In order to solve this problem, the small probe according to an embodiment of the present invention may include a laser provider, a first ultrasound transducer, and a second ultrasound transducer. The laser provider may transmit a laser beam. The first ultrasonic transducer may be disposed in a first direction based on a laser passage region through which the laser beam passes. The second ultrasonic transducer may be disposed in a second direction opposite to the first direction with respect to the laser passage region.

In one embodiment, the small probe may further include a controller. The controller may provide a transducer control signal for mechanically rotating the first ultrasonic transducer and the second ultrasonic transducer.

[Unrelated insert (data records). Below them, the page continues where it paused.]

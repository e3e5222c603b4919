use async_trait::async_trait;
use chrono::{Duration, NaiveDateTime, Utc};
use sqlx::{FromRow, SqliteConnection, SqlitePool};
use uuid::Uuid;

use crate::{
    domain::{
        slugify, CourseInstance, CourseInstanceStatus, CourseTemplate, CreateCourseInstanceRequest,
        CreateCourseTemplateRequest, UpdateCourseTemplateRequest,
    },
    error::{AppError, Result},
    repository::{parse_uuid, to_utc, CourseRepository},
};

#[derive(FromRow)]
struct TemplateRow {
    id: String,
    title: String,
    slug: String,
    description: String,
    price_ore: i64,
    duration_minutes: i32,
    default_max_participants: i32,
    image_url: Option<String>,
    active: bool,
    created_at: NaiveDateTime,
    updated_at: NaiveDateTime,
}

#[derive(FromRow)]
struct InstanceRow {
    id: String,
    template_id: String,
    starts_at: NaiveDateTime,
    ends_at: NaiveDateTime,
    max_participants: i32,
    current_participants: i32,
    status: String,
    notes: Option<String>,
    created_at: NaiveDateTime,
    updated_at: NaiveDateTime,
}

const TEMPLATE_COLUMNS: &str = r#"
    id, title, slug, description, price_ore, duration_minutes,
    default_max_participants, image_url, active, created_at, updated_at
"#;

const INSTANCE_COLUMNS: &str = r#"
    id, template_id, starts_at, ends_at, max_participants,
    current_participants, status, notes, created_at, updated_at
"#;

pub struct SqliteCourseRepository {
    pool: SqlitePool,
}

impl SqliteCourseRepository {
    pub fn new(pool: SqlitePool) -> Self {
        Self { pool }
    }

    fn row_to_template(row: TemplateRow) -> Result<CourseTemplate> {
        Ok(CourseTemplate {
            id: parse_uuid(&row.id)?,
            title: row.title,
            slug: row.slug,
            description: row.description,
            price_ore: row.price_ore,
            duration_minutes: row.duration_minutes,
            default_max_participants: row.default_max_participants,
            image_url: row.image_url,
            active: row.active,
            created_at: to_utc(row.created_at),
            updated_at: to_utc(row.updated_at),
        })
    }

    fn row_to_instance(row: InstanceRow) -> Result<CourseInstance> {
        Ok(CourseInstance {
            id: parse_uuid(&row.id)?,
            template_id: parse_uuid(&row.template_id)?,
            starts_at: to_utc(row.starts_at),
            ends_at: to_utc(row.ends_at),
            max_participants: row.max_participants,
            current_participants: row.current_participants,
            status: CourseInstanceStatus::parse(&row.status)?,
            notes: row.notes,
            created_at: to_utc(row.created_at),
            updated_at: to_utc(row.updated_at),
        })
    }
}

/// Instance lookup usable inside a checkout transaction.
pub(crate) async fn find_instance_in(
    conn: &mut SqliteConnection,
    id: Uuid,
) -> Result<Option<(CourseInstance, CourseTemplate)>> {
    let instance = sqlx::query_as::<_, InstanceRow>(&format!(
        "SELECT {} FROM course_instances WHERE id = ?",
        INSTANCE_COLUMNS
    ))
    .bind(id.to_string())
    .fetch_optional(&mut *conn)
    .await?;

    let Some(instance) = instance else {
        return Ok(None);
    };
    let instance = SqliteCourseRepository::row_to_instance(instance)?;

    let template = sqlx::query_as::<_, TemplateRow>(&format!(
        "SELECT {} FROM course_templates WHERE id = ?",
        TEMPLATE_COLUMNS
    ))
    .bind(instance.template_id.to_string())
    .fetch_one(&mut *conn)
    .await?;

    Ok(Some((instance, SqliteCourseRepository::row_to_template(template)?)))
}

/// Participants on bookings that hold a seat: confirmed ones, plus pending
/// ones whose payment is still outstanding.
pub(crate) async fn reserved_participants_in(
    conn: &mut SqliteConnection,
    course_instance_id: Uuid,
) -> Result<i32> {
    let reserved = sqlx::query_scalar::<_, i64>(
        r#"
        SELECT COALESCE(SUM(participants), 0)
        FROM bookings
        WHERE course_instance_id = ? AND status IN ('Pending', 'Confirmed')
        "#
    )
    .bind(course_instance_id.to_string())
    .fetch_one(&mut *conn)
    .await?;

    Ok(reserved as i32)
}

pub(crate) async fn recount_participants_in(
    conn: &mut SqliteConnection,
    course_instance_id: Uuid,
) -> Result<i32> {
    let confirmed = sqlx::query_scalar::<_, i64>(
        r#"
        SELECT COALESCE(SUM(participants), 0)
        FROM bookings
        WHERE course_instance_id = ? AND status = 'Confirmed'
        "#
    )
    .bind(course_instance_id.to_string())
    .fetch_one(&mut *conn)
    .await?;

    sqlx::query("UPDATE course_instances SET current_participants = ?, updated_at = ? WHERE id = ?")
        .bind(confirmed)
        .bind(Utc::now().naive_utc())
        .bind(course_instance_id.to_string())
        .execute(&mut *conn)
        .await?;

    Ok(confirmed as i32)
}

#[async_trait]
impl CourseRepository for SqliteCourseRepository {
    async fn create_template(&self, request: CreateCourseTemplateRequest) -> Result<CourseTemplate> {
        let id = Uuid::new_v4();
        let slug = request
            .slug
            .as_deref()
            .map(slugify)
            .filter(|s| !s.is_empty())
            .unwrap_or_else(|| slugify(&request.title));
        let now = Utc::now().naive_utc();

        sqlx::query(
            r#"
            INSERT INTO course_templates (
                id, title, slug, description, price_ore, duration_minutes,
                default_max_participants, image_url, active, created_at, updated_at
            ) VALUES (?, ?, ?, ?, ?, ?, ?, ?, 1, ?, ?)
            "#
        )
        .bind(id.to_string())
        .bind(&request.title)
        .bind(&slug)
        .bind(&request.description)
        .bind(request.price_ore)
        .bind(request.duration_minutes)
        .bind(request.default_max_participants)
        .bind(&request.image_url)
        .bind(now)
        .bind(now)
        .execute(&self.pool)
        .await
        .map_err(|e| match e {
            sqlx::Error::Database(ref db) if db.message().contains("UNIQUE") => {
                AppError::Conflict(format!("A course with slug '{}' already exists", slug))
            }
            other => AppError::Database(other.to_string()),
        })?;

        self.find_template(id).await?.ok_or_else(|| {
            AppError::Database("Failed to retrieve created course template".to_string())
        })
    }

    async fn find_template(&self, id: Uuid) -> Result<Option<CourseTemplate>> {
        let row = sqlx::query_as::<_, TemplateRow>(&format!(
            "SELECT {} FROM course_templates WHERE id = ?",
            TEMPLATE_COLUMNS
        ))
        .bind(id.to_string())
        .fetch_optional(&self.pool)
        .await?;

        row.map(Self::row_to_template).transpose()
    }

    async fn find_template_by_slug(&self, slug: &str) -> Result<Option<CourseTemplate>> {
        let row = sqlx::query_as::<_, TemplateRow>(&format!(
            "SELECT {} FROM course_templates WHERE slug = ?",
            TEMPLATE_COLUMNS
        ))
        .bind(slug)
        .fetch_optional(&self.pool)
        .await?;

        row.map(Self::row_to_template).transpose()
    }

    async fn list_templates(&self, active_only: bool) -> Result<Vec<CourseTemplate>> {
        let rows = sqlx::query_as::<_, TemplateRow>(&format!(
            "SELECT {} FROM course_templates WHERE (? = 0 OR active = 1) ORDER BY title",
            TEMPLATE_COLUMNS
        ))
        .bind(active_only)
        .fetch_all(&self.pool)
        .await?;

        rows.into_iter().map(Self::row_to_template).collect()
    }

    async fn update_template(&self, id: Uuid, update: UpdateCourseTemplateRequest) -> Result<CourseTemplate> {
        let current = self.find_template(id).await?
            .ok_or_else(|| AppError::NotFound("Course not found".to_string()))?;

        sqlx::query(
            r#"
            UPDATE course_templates
            SET title = ?,
                description = ?,
                price_ore = ?,
                duration_minutes = ?,
                default_max_participants = ?,
                image_url = ?,
                active = ?,
                updated_at = ?
            WHERE id = ?
            "#
        )
        .bind(update.title.unwrap_or(current.title))
        .bind(update.description.unwrap_or(current.description))
        .bind(update.price_ore.unwrap_or(current.price_ore))
        .bind(update.duration_minutes.unwrap_or(current.duration_minutes))
        .bind(update.default_max_participants.unwrap_or(current.default_max_participants))
        .bind(update.image_url.or(current.image_url))
        .bind(update.active.unwrap_or(current.active))
        .bind(Utc::now().naive_utc())
        .bind(id.to_string())
        .execute(&self.pool)
        .await?;

        self.find_template(id).await?.ok_or_else(|| {
            AppError::Database("Failed to retrieve updated course template".to_string())
        })
    }

    async fn delete_template(&self, id: Uuid) -> Result<()> {
        let bookings = sqlx::query_scalar::<_, i64>(
            r#"
            SELECT COUNT(*) FROM bookings b
            JOIN course_instances ci ON ci.id = b.course_instance_id
            WHERE ci.template_id = ?
            "#
        )
        .bind(id.to_string())
        .fetch_one(&self.pool)
        .await?;

        if bookings > 0 {
            return Err(AppError::Conflict(
                "Course has bookings; deactivate it instead".to_string(),
            ));
        }

        let mut tx = self.pool.begin().await?;
        sqlx::query("DELETE FROM course_instances WHERE template_id = ?")
            .bind(id.to_string())
            .execute(&mut *tx)
            .await?;
        let result = sqlx::query("DELETE FROM course_templates WHERE id = ?")
            .bind(id.to_string())
            .execute(&mut *tx)
            .await?;
        tx.commit().await?;

        if result.rows_affected() == 0 {
            return Err(AppError::NotFound("Course not found".to_string()));
        }
        Ok(())
    }

    async fn create_instance(&self, request: CreateCourseInstanceRequest) -> Result<CourseInstance> {
        let template = self.find_template(request.template_id).await?
            .ok_or_else(|| AppError::NotFound("Course not found".to_string()))?;

        let ends_at = request
            .ends_at
            .unwrap_or_else(|| request.starts_at + Duration::minutes(template.duration_minutes as i64));
        if ends_at <= request.starts_at {
            return Err(AppError::Validation("End time must be after start time".to_string()));
        }
        let max_participants = request.max_participants.unwrap_or(template.default_max_participants);
        if max_participants < 1 {
            return Err(AppError::Validation("Participant limit must be at least 1".to_string()));
        }

        let id = Uuid::new_v4();
        let now = Utc::now().naive_utc();

        sqlx::query(
            r#"
            INSERT INTO course_instances (
                id, template_id, starts_at, ends_at, max_participants,
                current_participants, status, notes, created_at, updated_at
            ) VALUES (?, ?, ?, ?, ?, 0, 'Scheduled', ?, ?, ?)
            "#
        )
        .bind(id.to_string())
        .bind(template.id.to_string())
        .bind(request.starts_at.naive_utc())
        .bind(ends_at.naive_utc())
        .bind(max_participants)
        .bind(&request.notes)
        .bind(now)
        .bind(now)
        .execute(&self.pool)
        .await?;

        self.find_instance(id).await?.ok_or_else(|| {
            AppError::Database("Failed to retrieve created course instance".to_string())
        })
    }

    async fn find_instance(&self, id: Uuid) -> Result<Option<CourseInstance>> {
        let row = sqlx::query_as::<_, InstanceRow>(&format!(
            "SELECT {} FROM course_instances WHERE id = ?",
            INSTANCE_COLUMNS
        ))
        .bind(id.to_string())
        .fetch_optional(&self.pool)
        .await?;

        row.map(Self::row_to_instance).transpose()
    }

    async fn list_instances_for_template(&self, template_id: Uuid, upcoming_only: bool) -> Result<Vec<CourseInstance>> {
        let rows = sqlx::query_as::<_, InstanceRow>(&format!(
            r#"
            SELECT {} FROM course_instances
            WHERE template_id = ? AND (? = 0 OR starts_at > ?)
            ORDER BY starts_at
            "#,
            INSTANCE_COLUMNS
        ))
        .bind(template_id.to_string())
        .bind(upcoming_only)
        .bind(Utc::now().naive_utc())
        .fetch_all(&self.pool)
        .await?;

        rows.into_iter().map(Self::row_to_instance).collect()
    }

    async fn list_upcoming_instances(&self, limit: i64) -> Result<Vec<CourseInstance>> {
        let rows = sqlx::query_as::<_, InstanceRow>(&format!(
            r#"
            SELECT {} FROM course_instances
            WHERE starts_at > ? AND status = 'Scheduled'
            ORDER BY starts_at
            LIMIT ?
            "#,
            INSTANCE_COLUMNS
        ))
        .bind(Utc::now().naive_utc())
        .bind(limit)
        .fetch_all(&self.pool)
        .await?;

        rows.into_iter().map(Self::row_to_instance).collect()
    }

    async fn set_instance_status(&self, id: Uuid, status: CourseInstanceStatus) -> Result<CourseInstance> {
        let result = sqlx::query("UPDATE course_instances SET status = ?, updated_at = ? WHERE id = ?")
            .bind(status.as_str())
            .bind(Utc::now().naive_utc())
            .bind(id.to_string())
            .execute(&self.pool)
            .await?;

        if result.rows_affected() == 0 {
            return Err(AppError::NotFound("Course date not found".to_string()));
        }

        self.find_instance(id).await?.ok_or_else(|| {
            AppError::Database("Failed to retrieve updated course instance".to_string())
        })
    }

    async fn recount_participants(&self, id: Uuid) -> Result<i32> {
        let mut conn = self.pool.acquire().await?;
        recount_participants_in(&mut conn, id).await
    }
}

In one embodiment, the controller may provide a laser control signal to mechanically control the laser provider.

In an embodiment, the first ultrasound transducer and the second ultrasound transducer are used to focus on a first focal point included in a treatment area to transmit a first transmitted ultrasound signal and a second transmitted ultrasound signal, and the laser A provider may transmit the laser beam to the first focal point.

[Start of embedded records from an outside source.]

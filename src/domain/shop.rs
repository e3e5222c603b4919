use chrono::{DateTime, Utc};
use serde::{Deserialize, Serialize};
use uuid::Uuid;
use validator::Validate;

use crate::domain::PaymentMethod;
use crate::error::{AppError, Result};

#[derive(Debug, Clone, Serialize, Deserialize)]
pub struct Product {
    pub id: Uuid,
    pub name: String,
    pub slug: String,
    pub description: String,
    pub price_ore: i64,
    pub stock: i32,
    pub image_url: Option<String>,
    pub published: bool,
    pub created_at: DateTime<Utc>,
    pub updated_at: DateTime<Utc>,
}

#[derive(Debug, Clone, Serialize, Deserialize, Validate)]
pub struct CreateProductRequest {
    #[validate(length(min = 1, max = 200, message = "must be 1-200 characters"))]
    pub name: String,
    pub slug: Option<String>,
    #[validate(length(max = 10000))]
    pub description: String,
    #[validate(range(min = 0, message = "must not be negative"))]
    pub price_ore: i64,
    #[validate(range(min = 0, message = "must not be negative"))]
    pub stock: i32,
    pub image_url: Option<String>,
    pub published: bool,
}

#[derive(Debug, Clone, Serialize, Deserialize, Default)]
pub struct UpdateProductRequest {
    pub name: Option<String>,
    pub description: Option<String>,
    pub price_ore: Option<i64>,
    pub stock: Option<i32>,
    pub image_url: Option<String>,
    pub published: Option<bool>,
}

#[derive(Debug, Clone, Serialize, Deserialize)]
pub struct ShopOrder {
    pub id: Uuid,
    pub product_id: Uuid,
    pub reference: String,
    pub quantity: i32,
    pub unit_price_ore: i64,
    pub total_ore: i64,
    pub customer_name: String,
    pub customer_email: String,
    pub customer_phone: Option<String>,
    pub shipping_address: String,
    pub status: OrderStatus,
    pub payment_method: PaymentMethod,
    pub shipped_at: Option<DateTime<Utc>>,
    pub created_at: DateTime<Utc>,
    pub updated_at: DateTime<Utc>,
}

#[derive(Debug, Clone, Copy, Serialize, Deserialize, PartialEq, Eq)]
pub enum OrderStatus {
    Pending,
    Paid,
    Shipped,
    Cancelled,
}

impl OrderStatus {
    pub fn as_str(&self) -> &'static str {
        match self {
            OrderStatus::Pending => "Pending",
            OrderStatus::Paid => "Paid",
            OrderStatus::Shipped => "Shipped",
            OrderStatus::Cancelled => "Cancelled",
        }
    }

    pub fn parse(s: &str) -> Result<Self> {
        match s {
            "Pending" => Ok(OrderStatus::Pending),
            "Paid" => Ok(OrderStatus::Paid),
            "Shipped" => Ok(OrderStatus::Shipped),
            "Cancelled" => Ok(OrderStatus::Cancelled),
            _ => Err(AppError::Database(format!("Invalid order status: {}", s))),
        }
    }
}
#[tokio::test]
async fn test_capacity_counts_pending_bookings() -> anyhow::Result<()> {
    let app = setup().await?;
    let instance = create_course(&app.ctx, 50_000, 3).await?;

    app.ctx
        .checkout_service
        .start_checkout(book(instance.id, 2, PaymentMethod::Swish), None)
        .await?;

    let result = app
        .ctx
        .checkout_service
        .start_checkout(book(instance.id, 2, PaymentMethod::Invoice), None)
        .await;
    match result {
        Err(AppError::Conflict(msg)) => assert!(msg.contains("1 spots left")),
        other => panic!("expected capacity conflict, got {:?}", other.map(|o| o.payment.id)),
    }

    app.ctx
        .checkout_service
        .start_checkout(book(instance.id, 1, PaymentMethod::Invoice), None)
        .await?;
    Ok(())
}

#[tokio::test]
async fn test_declined_booking_frees_seats() -> anyhow::Result<()> {
    let app = setup().await?;
    let instance = create_course(&app.ctx, 50_000, 2).await?;

    let payment = app
        .ctx
        .checkout_service
        .start_checkout(book(instance.id, 2, PaymentMethod::Swish), None)
        .await?
        .payment;
    let provider_id = payment.provider_id.clone().expect("provider id");
    swish_reports(&app, &provider_id, PaymentStatus::Declined, Some(100_000));
    app.ctx
        .fulfillment_service
        .handle_swish_callback(callback(&provider_id, &payment.reference, serde_json::json!(1000), "DECLINED"))
        .await?;

    let retry = app
        .ctx
        .checkout_service
        .start_checkout(book(instance.id, 2, PaymentMethod::Swish), None)
        .await?;
    assert_eq!(retry.payment.status, PaymentStatus::Created);
    Ok(())
}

In an embodiment, an ultrasound image may be generated based on a first received ultrasound signal received from the treatment area by the first ultrasound transducer and a second received ultrasound signal received by the second ultrasound transducer.

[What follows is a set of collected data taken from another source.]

use crate::{
    config::StudioConfig,
    documents::pdf::{Font, PdfPage, PAGE_HEIGHT, PAGE_WIDTH},
    domain::{format_sek, Invoice, Payment},
};

const MARGIN: f32 = 56.0;

#[derive(Debug, Clone, PartialEq, Eq)]
pub struct InvoiceLine {
    pub description: String,
    pub quantity: i32,
    pub unit_price_ore: i64,
}

impl InvoiceLine {
    pub fn total_ore(&self) -> i64 {
        self.unit_price_ore * i64::from(self.quantity)
    }
}

pub fn render_invoice(
    studio: &StudioConfig,
    invoice: &Invoice,
    payment: &Payment,
    lines: &[InvoiceLine],
) -> Vec<u8> {
    let right = PAGE_WIDTH - MARGIN;
    let mut page = PdfPage::new();
    let mut y = PAGE_HEIGHT - MARGIN - 10.0;

    page.text(MARGIN, y, 20.0, Font::Bold, &studio.name);
    page.text_right(right, y, 20.0, Font::Bold, "FAKTURA");
    y -= 18.0;
    page.text(MARGIN, y, 9.0, Font::Regular, &studio.address);
    y -= 12.0;
    page.text(MARGIN, y, 9.0, Font::Regular, &format!("Org.nr {}", studio.org_number));
    y -= 12.0;
    page.text(MARGIN, y, 9.0, Font::Regular, &studio.email);

    y -= 40.0;
    let meta = [
        ("Fakturanummer", invoice.invoice_number.to_string()),
        ("Fakturadatum", invoice.created_at.format("%Y-%m-%d").to_string()),
        ("Förfallodatum", invoice.due_date.format("%Y-%m-%d").to_string()),
        ("Referens", payment.reference.clone()),
    ];
    page.text(MARGIN, y, 10.0, Font::Bold, "Kund");
    let mut meta_y = y;
    for (label, value) in &meta {
        page.text(330.0, meta_y, 10.0, Font::Bold, label);
        page.text_right(right, meta_y, 10.0, Font::Regular, value);
        meta_y -= 14.0;
    }
    y -= 14.0;
    page.text(MARGIN, y, 10.0, Font::Regular, &invoice.customer_name);
    y -= 14.0;
    page.text(MARGIN, y, 10.0, Font::Regular, &invoice.customer_email);

    y = y.min(meta_y) - 36.0;
    page.text(MARGIN, y, 10.0, Font::Bold, "Beskrivning");
    page.text_right(360.0, y, 10.0, Font::Bold, "Antal");
    page.text_right(450.0, y, 10.0, Font::Bold, "À-pris");
    page.text_right(right, y, 10.0, Font::Bold, "Belopp");
    y -= 6.0;
    page.line(MARGIN, y, right, y, 0.8);

    for line in lines {
        y -= 16.0;
        page.text(MARGIN, y, 10.0, Font::Regular, &line.description);
        page.text_right(360.0, y, 10.0, Font::Regular, &line.quantity.to_string());
        page.text_right(450.0, y, 10.0, Font::Regular, &format_sek(line.unit_price_ore));
        page.text_right(right, y, 10.0, Font::Regular, &format_sek(line.total_ore()));
    }

    y -= 10.0;
    page.line(MARGIN, y, right, y, 0.8);
    y -= 18.0;
    page.text(330.0, y, 12.0, Font::Bold, "Att betala");
    page.text_right(right, y, 12.0, Font::Bold, &format_sek(payment.amount_ore));
    y -= 14.0;
    page.text(330.0, y, 9.0, Font::Regular, "Varav moms ingår enligt gällande sats");

    y -= 50.0;
    page.text(
        MARGIN,
        y,
        10.0,
        Font::Regular,
        &format!(
            "Betala till bankgiro {} senast {}.",
            studio.bankgiro,
            invoice.due_date.format("%Y-%m-%d")
        ),
    );
    y -= 14.0;
    page.text(
        MARGIN,
        y,
        10.0,
        Font::Regular,
        &format!("Ange referens {} vid betalning.", payment.reference),
    );

    page.to_bytes()
}

#[cfg(test)]
mod tests {
    use super::*;
    use crate::config::Settings;
    use crate::domain::{PaymentKind, PaymentMethod, PaymentStatus};
    use chrono::{NaiveDate, Utc};
    use uuid::Uuid;

    #[test]
    fn test_invoice_contains_key_fields() {
        let now = Utc::now();
        let payment = Payment {
            id: Uuid::new_v4(),
            reference: "BQ7K2MZ4R".to_string(),
            kind: PaymentKind::Booking,
            subject_id: Uuid::new_v4(),
            method: PaymentMethod::Invoice,
            amount_ore: 190_000,
            currency: "SEK".to_string(),
            status: PaymentStatus::Created,
            provider_id: None,
            payer_alias: None,
            idempotency_key: None,
            error_message: None,
            paid_at: None,
            created_at: now,
            updated_at: now,
        };
        let invoice = Invoice {
            id: Uuid::new_v4(),
            payment_id: payment.id,
            invoice_number: 1001,
            customer_name: "Sven Berg".to_string(),
            customer_email: "sven@example.se".to_string(),
            due_date: NaiveDate::from_ymd_opt(2026, 4, 1).unwrap(),
            pdf_path: None,
            sent_at: None,
            created_at: now,
        };
        let lines = vec![InvoiceLine {
            description: "Drejkurs helg".to_string(),
            quantity: 2,
            unit_price_ore: 95_000,
        }];

        let bytes = render_invoice(&Settings::default().studio, &invoice, &payment, &lines);
        let text = String::from_utf8(bytes).unwrap();
        assert!(text.contains("(1001)"));
        assert!(text.contains("(BQ7K2MZ4R)"));
        assert!(text.contains("(1 900 kr)"));
        assert!(text.contains("2026-04-01"));
    }
}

In one embodiment, a first transmission ultrasound signal is transmitted by focusing on a first focal point included in the treatment area using the first ultrasound transducer, and is included in the treatment area using the second ultrasound transducer, A second transmission ultrasound signal may be transmitted to a second focal point located on a path along which the laser beam travels.

In one embodiment, the laser beam may include a laser beam for treatment and an optoacoustic laser beam. The first ultrasound transducer and the second ultrasound transducer are used to focus on a first focal point included in a treatment area to transmit a first transmission ultrasound signal and a second transmission ultrasound signal, and the laser provider is configured to focus the first ultrasound signal. After transmitting the treatment laser beam to the point, the laser provider may transmit the optoacoustic laser beam to the treatment area.

In an embodiment, based on a first received ultrasound signal received by a first ultrasound transducer and a second received ultrasound signal received by the second ultrasound transducer among ultrasound signals generated in the treatment area by the optoacoustic laser beam Thus, an ultrasound image may be generated.

In one embodiment, the first transmission ultrasound signal is transmitted by focusing on a first focal point included in the treatment area using the first ultrasound transducer, and the laser provider transmits the treatment laser beam to the first focal point. can

In an embodiment, an ultrasound image may be generated based on a second received ultrasound signal received from the treatment area by the second ultrasound transducer.

In one embodiment, the laser beam may include a laser beam for treatment and an optoacoustic laser beam. After transmitting a first transmission ultrasound signal by focusing on a first focal point included in a treatment area using the first ultrasound transducer, and after the laser provider transmits the therapeutic laser beam to the first focal point, the A laser provider may transmit the optoacoustic laser beam to the treatment area.

In an embodiment, an ultrasound image may be generated based on a second received ultrasound signal received by the second ultrasound transducer among ultrasound signals generated in the treatment area by the photoacoustic laser beam.

The small probe according to an embodiment of the present invention may include a laser provider, a first ultrasound transducer, and a second ultrasound transducer. The laser provider may transmit a laser beam. The first ultrasonic transducer may be disposed on a first side surface formed along a first direction with respect to a laser passage region through which the laser beam passes, and may be formed as a single element. The second ultrasonic transducer may be disposed on a second side surface formed along a second direction opposite to the first direction with respect to the laser passage region, and may include a plurality of elements.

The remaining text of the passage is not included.